There is no onnxruntime webgpu build yet so I can't turn on any tests
that use webgpu or do a release build.
Will do that in a 2nd pr once the webgpu landed in onnxruntime,
---
 CMakeLists.txt                 |  2 ++
 build.py                       |  3 +++
 cmake/check_webgpu.cmake       |  6 ++++++
 cmake/options.cmake            |  1 +
 src/generators.cpp             |  2 ++
 src/generators.h               |  1 +
 src/models/input_ids.cpp       |  3 ++-
 src/models/kv_cache.cpp        | 20 +++++++++---------
 src/models/logits.cpp          |  4 ++--
 src/models/model.cpp           | 26 +++++++++++++++++------
 src/models/model.h             | 10 +++++++--
 src/models/position_inputs.cpp | 38 ++++++++++++++++++----------------
 src/python/python.cpp          |  1 +
 13 files changed, 78 insertions(+), 39 deletions(-)

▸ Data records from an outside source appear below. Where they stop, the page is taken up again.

//! Preview reconciliation: turns the declarative preview list from the config
//! into the sequence of insert/update/delete actions the Asset Library API
//! expects, by diffing against the previews currently published.
//!
//! Previews are loosely-typed records ([`Preview`]) so that fields this tool
//! does not know about travel through to the API untouched. Matching uses the
//! `link` field as identity, never the server-assigned `preview_id`.
//!
//! All functions here are pure: they take previews in and return new previews,
//! with no I/O, which keeps them trivially testable and keeps [`enhance`]
//! idempotent.

use serde_json::{json, Map, Value};

/// A preview record as declared in config or returned by the API.
/// Unknown keys are preserved as-is.
pub type Preview = Map<String, Value>;

/// Expands shorthand keys into canonical `type`/`link`/`thumbnail` fields.
///
/// Supported shorthands:
/// - `youtube: <id>` → video link plus the maxresdefault thumbnail
/// - `repoimage: <relpath>` → image served from the repository raw URL
/// - `repothumb: <relpath>` → thumbnail served from the repository raw URL
///
/// The shorthands are independent and composable. Re-running on an already
/// expanded preview is a no-op since the shorthand keys no longer exist.
pub fn enhance(preview: &Preview, repo_raw: &str) -> Preview {
    let mut result = preview.clone();
    if let Some(Value::String(youtube_id)) = result.remove("youtube") {
        result.insert("type".into(), json!("video"));
        result.insert(
            "link".into(),
            json!(format!("https://www.youtube.com/watch?v={youtube_id}")),
        );
        result.insert(
            "thumbnail".into(),
            json!(format!(
                "https://img.youtube.com/vi/{youtube_id}/maxresdefault.jpg"
            )),
        );
    }
    if let Some(Value::String(repoimage)) = result.remove("repoimage") {
        result.insert("type".into(), json!("image"));
        result.insert("link".into(), json!(format!("{repo_raw}/{repoimage}")));
    }
    if let Some(Value::String(repothumb)) = result.remove("repothumb") {
        result.insert("thumbnail".into(), json!(format!("{repo_raw}/{repothumb}")));
    }
    result
}

/// Assigns an operation to a single desired preview by scanning the published
/// previews, in their given order, for one with the same `link`.
///
/// A preview already carrying an explicit `operation` is passed through
/// unchanged: the user has specified the action manually and no `enabled`
/// flag is added. Otherwise the first link match yields an `update` against
/// that entry's `preview_id`; no match yields an `insert`.
///
/// Matched entries are not consumed: two desired previews with the same link
/// will both update the same published entry. Link uniqueness is assumed from
/// the remote data, not enforced here.
pub fn action(preview: &Preview, published: &[Preview]) -> Preview {
    if preview.contains_key("operation") {
        return preview.clone();
    }

    let mut result = preview.clone();
    if let Some(link) = preview.get("link") {
        for old in published {
            if old.get("link") != Some(link) {
                continue;
            }
            result.insert(
                "edit_preview_id".into(),
                old.get("preview_id").cloned().unwrap_or(Value::Null),
            );
            result.insert("operation".into(), json!("update"));
            result.insert("enabled".into(), json!(true));
            return result;
        }
    }

    result.insert("operation".into(), json!("insert"));
    result.insert("enabled".into(), json!(true));
    result
}

/// Emits a delete action for every published preview whose `link` appears in
/// none of the desired previews, preserving the published order.
pub fn deletions(desired: &[Preview], published: &[Preview]) -> Vec<Preview> {
    published
        .iter()
        .filter(|old| {
            desired
                .iter()
                .all(|preview| preview.get("link") != old.get("link"))
        })
        .map(|old| {
            let mut delete = Preview::new();
            delete.insert(
                "edit_preview_id".into(),
                old.get("preview_id").cloned().unwrap_or(Value::Null),
            );
            delete.insert("operation".into(), json!("delete"));
            delete.insert("enabled".into(), json!(true));
            delete
        })
        .collect()
}

/// Full reconciliation: expansion, then per-preview action assignment in
/// desired order, then the deletion sweep in published order.
///
/// The output order is load-bearing: the server applies the actions as given.
pub fn reconcile(desired: &[Preview], published: &[Preview], repo_raw: &str) -> Vec<Preview> {
    let expanded: Vec<Preview> = desired.iter().map(|p| enhance(p, repo_raw)).collect();
    let mut actions: Vec<Preview> = expanded.iter().map(|p| action(p, published)).collect();
    actions.extend(deletions(&expanded, published));
    actions
}
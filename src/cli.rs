//! Command-line interface for godot-asset-library-client.
//!
//! All business logic lives in the library modules; this is argument parsing,
//! credential sourcing and orchestration glue. The async [`run`] entrypoint is
//! separate from `main` so integration tests can drive it programmatically.

use std::env;
use std::path::PathBuf;

use anyhow::Result;
use clap::{Parser, Subcommand};

use crate::api::HttpApi;
use crate::config::Config;
use crate::error::Error;
use crate::upload::{upload, UploadOptions};

/// Publish Godot projects to the Godot Asset Library.
#[derive(Parser)]
#[clap(
    name = "godot-asset-library-client",
    version,
    about = "Upload a Godot project to the Godot Asset Library from a YAML description"
)]
pub struct Cli {
    #[clap(subcommand)]
    pub command: Commands,
}

#[derive(Subcommand)]
pub enum Commands {
    /// Uploads the project to the Godot Asset Library
    Upload {
        /// Path to the YAML metadata file
        yaml_metadata: PathBuf,

        /// Do the actual upload instead of a dry run
        #[clap(long = "do")]
        do_upload: bool,

        /// Send previews (disabled by default until the API accepts them)
        #[clap(long)]
        send_previews: bool,
    },
}

fn credentials() -> Result<(String, String), Error> {
    let username =
        env::var("GODOT_ASSET_LIB_USER").map_err(|_| Error::MissingCredentials("GODOT_ASSET_LIB_USER"))?;
    let password = env::var("GODOT_ASSET_LIB_PASSWORD")
        .map_err(|_| Error::MissingCredentials("GODOT_ASSET_LIB_PASSWORD"))?;
    Ok((username, password))
}

/// Async CLI entrypoint, shared by `main` and integration tests.
pub async fn run(cli: Cli) -> Result<()> {
    match cli.command {
        Commands::Upload {
            yaml_metadata,
            do_upload,
            send_previews,
        } => {
            tracing::info!(command = "upload", config = ?yaml_metadata, "Starting upload");

            let (username, password) = credentials()?;
            let config = Config::from_file(&yaml_metadata)?;

            let mut api = HttpApi::new(None);
            api.login(&username, &password).await?;

            let options = UploadOptions {
                do_upload,
                send_previews,
            };
            match upload(&api, &config, options).await {
                Ok(_) => {
                    tracing::info!(command = "upload", "Upload flow complete");
                    Ok(())
                }
                Err(e) => {
                    tracing::error!(command = "upload", error = %e, "Upload flow failed");
                    Err(e.into())
                }
            }
        }
    }
}
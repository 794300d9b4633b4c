//! Config resolution against a real throwaway git repository.
//!
//! These tests mutate the process working directory, so they run serially.

use std::fs;
use std::path::Path;
use std::process::Command;

use godot_asset_library_client::config::{Config, RawConfig};
use godot_asset_library_client::Error;
use serial_test::serial;
use tempfile::TempDir;

fn git(dir: &Path, args: &[&str]) {
    let status = Command::new("git")
        .args(args)
        .current_dir(dir)
        .status()
        .expect("git should be runnable");
    assert!(status.success(), "git {args:?} failed");
}

/// Creates a repo with one commit on `main` and a github remote.
fn repo_fixture() -> TempDir {
    let dir = TempDir::new().expect("temp dir");
    git(dir.path(), &["init", "-q"]);
    git(dir.path(), &["symbolic-ref", "HEAD", "refs/heads/main"]);
    git(dir.path(), &["config", "user.email", "test@example.com"]);
    git(dir.path(), &["config", "user.name", "Test"]);
    git(
        dir.path(),
        &["commit", "-q", "--allow-empty", "-m", "initial"],
    );
    git(
        dir.path(),
        &["remote", "add", "origin", "git@github.com:owner/plugin.git"],
    );
    dir
}

const PROJECT_GODOT: &str = r#"
[application]
config/name="My Plugin"
config/description="A useful plugin"
config/version="1.2.3"
config/features=PackedStringArray("4.2", "GL Compatibility")
config/icon="res://icon.svg"
"#;

const MINIMAL_YAML: &str = r#"
asset_id: "123"
category: 1
project_license: MIT
"#;

#[test]
#[serial]
fn resolves_repo_branch_and_project_fields() {
    let dir = repo_fixture();
    fs::write(dir.path().join("project.godot"), PROJECT_GODOT).unwrap();
    fs::write(dir.path().join("asset.yaml"), MINIMAL_YAML).unwrap();
    std::env::set_current_dir(dir.path()).unwrap();

    let config = Config::from_file("asset.yaml").expect("config should resolve");

    assert_eq!(config.asset_id, "123");
    assert_eq!(config.repo, "owner/plugin");
    assert_eq!(config.repo_hosting.name(), "GitHub");
    assert_eq!(config.branch, "main");
    assert!(!config.git_hash.is_empty());
    assert_eq!(config.project_name.as_deref(), Some("My Plugin"));
    assert_eq!(config.project_version.as_deref(), Some("1.2.3"));
    assert_eq!(config.godot_version.as_deref(), Some("4.2"));
    assert_eq!(
        config.raw_url(),
        "https://raw.githubusercontent.com/owner/plugin/refs/heads/main"
    );
    assert_eq!(config.browse_url(), "https://github.com/owner/plugin");
    assert_eq!(config.description().unwrap(), "A useful plugin");
}

#[test]
#[serial]
fn feature_branch_fails_without_override() {
    let dir = repo_fixture();
    fs::write(dir.path().join("asset.yaml"), MINIMAL_YAML).unwrap();
    git(dir.path(), &["checkout", "-q", "-b", "feature"]);
    std::env::set_current_dir(dir.path()).unwrap();

    let result = Config::from_file("asset.yaml");
    assert!(
        matches!(result, Err(Error::UnsafeBranch { ref branch }) if branch == "feature"),
        "expected UnsafeBranch, got {result:?}"
    );
}

#[test]
#[serial]
fn branch_override_bypasses_safety_check() {
    let dir = repo_fixture();
    let yaml = format!("{MINIMAL_YAML}branch: feature\n");
    fs::write(dir.path().join("asset.yaml"), yaml).unwrap();
    git(dir.path(), &["checkout", "-q", "-b", "feature"]);
    std::env::set_current_dir(dir.path()).unwrap();

    let config = Config::from_file("asset.yaml").expect("override should bypass the check");
    assert_eq!(config.branch, "feature");
}

#[test]
#[serial]
fn repo_override_keeps_detected_branch() {
    let dir = repo_fixture();
    let yaml = format!("{MINIMAL_YAML}repo: someone/else\nrepo_hosting: BitBucket\n");
    fs::write(dir.path().join("asset.yaml"), yaml).unwrap();
    std::env::set_current_dir(dir.path()).unwrap();

    let config = Config::from_file("asset.yaml").expect("config should resolve");
    assert_eq!(config.repo, "someone/else");
    assert_eq!(config.repo_hosting.name(), "BitBucket");
    // Branch detection is independent of the repo override.
    assert_eq!(config.branch, "main");
    assert_eq!(
        config.raw_url(),
        "https://bitbucket.org/someone/else/raw/main"
    );
}

#[test]
#[serial]
fn multiple_remotes_are_ambiguous() {
    let dir = repo_fixture();
    fs::write(dir.path().join("asset.yaml"), MINIMAL_YAML).unwrap();
    git(
        dir.path(),
        &["remote", "add", "mirror", "git@gitlab.com:owner/plugin.git"],
    );
    std::env::set_current_dir(dir.path()).unwrap();

    let result = Config::from_file("asset.yaml");
    assert!(matches!(result, Err(Error::AmbiguousRemote(_))));
}

#[test]
#[serial]
fn unknown_hosting_override_is_rejected() {
    let dir = repo_fixture();
    let yaml = format!("{MINIMAL_YAML}repo: o/r\nrepo_hosting: sourceforge\n");
    fs::write(dir.path().join("asset.yaml"), yaml).unwrap();
    std::env::set_current_dir(dir.path()).unwrap();

    let result = Config::from_file("asset.yaml");
    assert!(matches!(result, Err(Error::Resolution { .. })));
}

#[test]
fn raw_parse_applies_defaults() {
    let raw: RawConfig = serde_yaml::from_str(MINIMAL_YAML).unwrap();
    assert_eq!(raw.asset_id, "123");
    assert_eq!(raw.category, 1);
    assert!(raw.previews.is_empty());
    assert!(raw.description_files.is_empty());
    assert!(raw.repo.is_none());
    assert!(raw.branch.is_none());
    assert!(raw.repo_hosting.is_none());
}

#[test]
fn raw_parse_rejects_missing_required_fields() {
    let result: Result<RawConfig, _> = serde_yaml::from_str("category: 1\n");
    assert!(result.is_err());
}

#[test]
fn raw_parse_reads_preview_shorthands() {
    let yaml = r#"
asset_id: "123"
category: 1
project_license: MIT
previews:
  - youtube: XYZ
  - repoimage: shots/one.png
    repothumb: shots/one_thumb.png
"#;
    let raw: RawConfig = serde_yaml::from_str(yaml).unwrap();
    assert_eq!(raw.previews.len(), 2);
    assert_eq!(raw.previews[0].get("youtube"), Some(&"XYZ".into()));
    assert_eq!(
        raw.previews[1].get("repothumb"),
        Some(&"shots/one_thumb.png".into())
    );
}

 create mode 100644 cmake/check_webgpu.cmake

diff --git a/CMakeLists.txt b/CMakeLists.txt
index db64f6958..90519fdec 100644
--- a/CMakeLists.txt
+++ b/CMakeLists.txt
@@ -36,6 +36,8 @@ include(cmake/check_cuda.cmake)
 include(cmake/check_rocm.cmake)
 # Checking if DML is supported
 include(cmake/check_dml.cmake)
+# Checking if WebGpu is supported
+include(cmake/check_webgpu.cmake)
 
 include(cmake/cxx_standard.cmake)
 
diff --git a/build.py b/build.py
index b2087a46f..d8fb42867 100644
--- a/build.py
+++ b/build.py
@@ -126,6 +126,8 @@ class HelpFormatter(argparse.ArgumentDefaultsHelpFormatter, argparse.RawDescript
 
     parser.add_argument("--use_rocm", action="store_true", help="Whether to use ROCm. Default is to not use rocm.")
 
+    parser.add_argument("--use_webgpu", action="store_true", help="Whether to use WebGpu. Default is to not use WebGpu.")
+
     parser.add_argument("--use_dml", action="store_true", help="Whether to use DML. Default is to not use DML.")
 
     # The following options are mutually exclusive (cross compiling options such as android, ios, etc.)
@@ -471,6 +473,7 @@ def update(args: argparse.Namespace, env: dict[str, str]):
         "-DCMAKE_POSITION_INDEPENDENT_CODE=ON",
         f"-DUSE_CUDA={'ON' if args.use_cuda else 'OFF'}",
         f"-DUSE_ROCM={'ON' if args.use_rocm else 'OFF'}",
+        f"-DUSE_WEBGPU={'ON' if args.use_webgpu else 'OFF'}",
         f"-DUSE_DML={'ON' if args.use_dml else 'OFF'}",
         f"-DENABLE_JAVA={'ON' if args.build_java else 'OFF'}",
         f"-DBUILD_WHEEL={build_wheel}",
diff --git a/cmake/check_webgpu.cmake b/cmake/check_webgpu.cmake
new file mode 100644
index 000000000..6ef488052
--- /dev/null
+++ b/cmake/check_webgpu.cmake
@@ -0,0 +1,6 @@
+
+if(USE_WEBGPU)
+  add_compile_definitions(USE_WEBGPU=1)
+else()
+  add_compile_definitions(USE_WEBGPU=0)
+endif()
\ No newline at end of file
diff --git a/cmake/options.cmake b/cmake/options.cmake
index b5dc7c97c..fcb8454bb 100644
--- a/cmake/options.cmake
+++ b/cmake/options.cmake
@@ -4,6 +4,7 @@ include(CMakeDependentOption)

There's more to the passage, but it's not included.